= Big Ten Conference baseball awards =

At the end of each regular season, the Big Ten Conference names major award winners in baseball. Currently, it names a Coach, Pitcher, Player, and Freshman of the Year. The Player of the Year award, which dates to 1982, is the oldest. Coach and Freshman of the Year were added in 1988, and Pitcher of the Year was added in 1993.
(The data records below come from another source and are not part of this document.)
//! Ingestion gate: limiter decision first, then one store transaction.
//!
//! A rejected submission never touches the store, so it can never advance a
//! device's `last_seen`.

use crate::error::KernelError;
use crate::limiter::{Admission, SlidingWindowLimiter};
use crate::models::TelemetrySubmission;
use crate::store::TelemetryStore;
use std::sync::Arc;
use std::time::Instant;
use tracing::{debug, error};

#[derive(Clone)]
pub struct IngestionGate {
    limiter: Arc<SlidingWindowLimiter>,
    store: Arc<dyn TelemetryStore>,
}

impl IngestionGate {
    pub fn new(limiter: Arc<SlidingWindowLimiter>, store: Arc<dyn TelemetryStore>) -> Self {
        Self { limiter, store }
    }

    pub fn limiter(&self) -> &Arc<SlidingWindowLimiter> {
        &self.limiter
    }

    pub fn admit_telemetry(&self, device_id: &str, now: Instant) -> Admission {
        self.limiter.admit(device_id, now)
    }

    /// Validates, admits and commits one submission. `Ok(RateLimited)` is a
    /// normal outcome; store failures are returned and affect this request only.
    pub async fn submit(
        &self,
        submission: TelemetrySubmission,
        now: Instant,
    ) -> Result<Admission, KernelError> {
        submission.validate().map_err(KernelError::Validation)?;

        if self.admit_telemetry(&submission.device_id, now) == Admission::RateLimited {
            debug!(device_id = %submission.device_id, "telemetry rate limited");
            return Ok(Admission::RateLimited);
        }

        let record = submission.into_record();
        if let Err(e) = self.store.commit_submission(&record).await {
            error!(
                device_id = %record.device_id,
                operation = "commit_submission",
                error = %e,
                "telemetry submission failed"
            );
            return Err(KernelError::store("commit_submission")(e));
        }
        debug!(device_id = %record.device_id, "telemetry stored");
        Ok(Admission::Admitted)
    }
}

#[cfg(test)]
mod tests {
    use super::*;
    use crate::models::{DeviceStatus, TelemetryMetrics};
    use crate::store::testing::FlakyStore;
    use crate::store::MemoryStore;
    use battery_devkit::ts;
    use std::time::Duration;
    use time::OffsetDateTime;

    fn submission(device_id: &str, at: OffsetDateTime) -> TelemetrySubmission {
        TelemetrySubmission {
            device_id: device_id.to_string(),
            timestamp: at,
            metrics: TelemetryMetrics { soc_percent: 75.0, voltage_v: 410.0, current_a: 5.0, temp_c: 30.0 },
        }
    }

    fn gate_with(store: Arc<dyn TelemetryStore>, max: usize) -> IngestionGate {
        let limiter = SlidingWindowLimiter::new(max, Duration::from_secs(1), Duration::from_secs(60));
        IngestionGate::new(Arc::new(limiter), store)
    }

    #[test]
    fn test_gate_exposes_its_limiter() {
        let gate = gate_with(Arc::new(MemoryStore::in_memory()), 3);
        assert_eq!(gate.limiter().max_requests(), 3);
        assert_eq!(gate.limiter().window(), Duration::from_secs(1));

        let now = Instant::now();
        for _ in 0..3 {
            assert!(gate.admit_telemetry("d1", now).is_admitted());
        }
        assert_eq!(gate.admit_telemetry("d1", now), Admission::RateLimited);
        assert_eq!(gate.limiter().tracked_devices(), 1);
    }

    #[tokio::test]
    async fn test_admitted_submission_upserts_device_and_row() {
        let store = Arc::new(MemoryStore::in_memory());
        let gate = gate_with(store.clone(), 10);
        let at = ts("2025-01-15T10:00:00Z");

        let outcome = gate.submit(submission("d1", at), Instant::now()).await.unwrap();
        assert_eq!(outcome, Admission::Admitted);

        let device = store.get_device("d1").await.unwrap().unwrap();
        assert_eq!(device.last_seen, at);
        assert_eq!(device.status, DeviceStatus::Online);
        assert_eq!(store.telemetry_range("d1", at, at).await.unwrap().len(), 1);
    }

    #[tokio::test]
    async fn test_rejected_submission_never_advances_last_seen() {
        let store = Arc::new(MemoryStore::in_memory());
        let gate = gate_with(store.clone(), 1);
        let now = Instant::now();

        gate.submit(submission("d1", ts("2025-01-15T10:00:00Z")), now).await.unwrap();
        let outcome = gate
            .submit(submission("d1", ts("2025-01-15T10:00:01Z")), now + Duration::from_millis(10))
            .await
            .unwrap();
        assert_eq!(outcome, Admission::RateLimited);

        let device = store.get_device("d1").await.unwrap().unwrap();
        assert_eq!(device.last_seen, ts("2025-01-15T10:00:00Z"));
    }

    #[tokio::test]
    async fn test_invalid_payload_does_not_consume_a_slot() {
        let store = Arc::new(MemoryStore::in_memory());
        let gate = gate_with(store.clone(), 1);
        let now = Instant::now();

        let mut bad = submission("d1", ts("2025-01-15T10:00:00Z"));
        bad.metrics.temp_c = 99.0;
        assert!(matches!(gate.submit(bad, now).await, Err(KernelError::Validation(_))));

        let outcome = gate.submit(submission("d1", ts("2025-01-15T10:00:00Z")), now).await.unwrap();
        assert_eq!(outcome, Admission::Admitted);
    }

    #[tokio::test]
    async fn test_store_failure_is_request_scoped() {
        let store = Arc::new(FlakyStore::new());
        let gate = gate_with(store.clone(), 10);
        let now = Instant::now();

        store.set_fail_writes(true);
        let err = gate.submit(submission("d1", ts("2025-01-15T10:00:00Z")), now).await.unwrap_err();
        assert!(matches!(err, KernelError::Store { operation: "commit_submission", .. }));
        assert!(store.inner.get_device("d1").await.unwrap().is_none());

        store.set_fail_writes(false);
        let outcome = gate.submit(submission("d2", ts("2025-01-15T10:00:00Z")), now).await.unwrap();
        assert_eq!(outcome, Admission::Admitted);
    }

    #[tokio::test(flavor = "multi_thread", worker_threads = 4)]
    async fn test_concurrent_submissions_respect_quota() {
        let store = Arc::new(MemoryStore::in_memory());
        let gate = gate_with(store.clone(), 5);
        let now = Instant::now();

        let tasks: Vec<_> = (0..20)
            .map(|i| {
                let gate = gate.clone();
                tokio::spawn(async move {
                    let at = ts("2025-01-15T10:00:00Z") + time::Duration::milliseconds(i);
                    gate.submit(submission("d1", at), now).await.unwrap()
                })
            })
            .collect();

        let mut admitted = 0;
        for t in tasks {
            if t.await.unwrap().is_admitted() {
                admitted += 1;
            }
        }
        assert_eq!(admitted, 5);
        let rows = store
            .telemetry_range("d1", ts("2025-01-15T00:00:00Z"), ts("2025-01-16T00:00:00Z"))
            .await
            .unwrap();
        assert_eq!(rows.len(), 5);
    }
}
Through the end of the 2014 season, Ohio State has won 28 major awards, the most of any program. Four other schools have won at least ten: Minnesota (18), Illinois (15), Michigan (15), and Indiana (12).

==Coach of the Year==

The Coach of the Year award is given annually to the Big Ten's best head coach, as chosen by a vote of the conference's coaches. It was first presented in 1988.

==Pitcher of the Year==

The Pitcher of the Year award is given annually to the Big Ten's best pitcher, as chosen by a vote of the conference's coaches. It was first presented in 1993.

==Player of the Year==

The Player of the Year award is given annually to the Big Ten's best position player, as chosen by a vote of the conference's coaches. It was first presented in 1982. From 1982 to 1992, both pitchers and position players were eligible for it.

==Freshman of the Year==

The Freshman of the Year award is given annually to the Big Ten's best freshman, as chosen by a vote of the conference's coaches. It was first presented in 1988. Both pitchers and position players are eligible.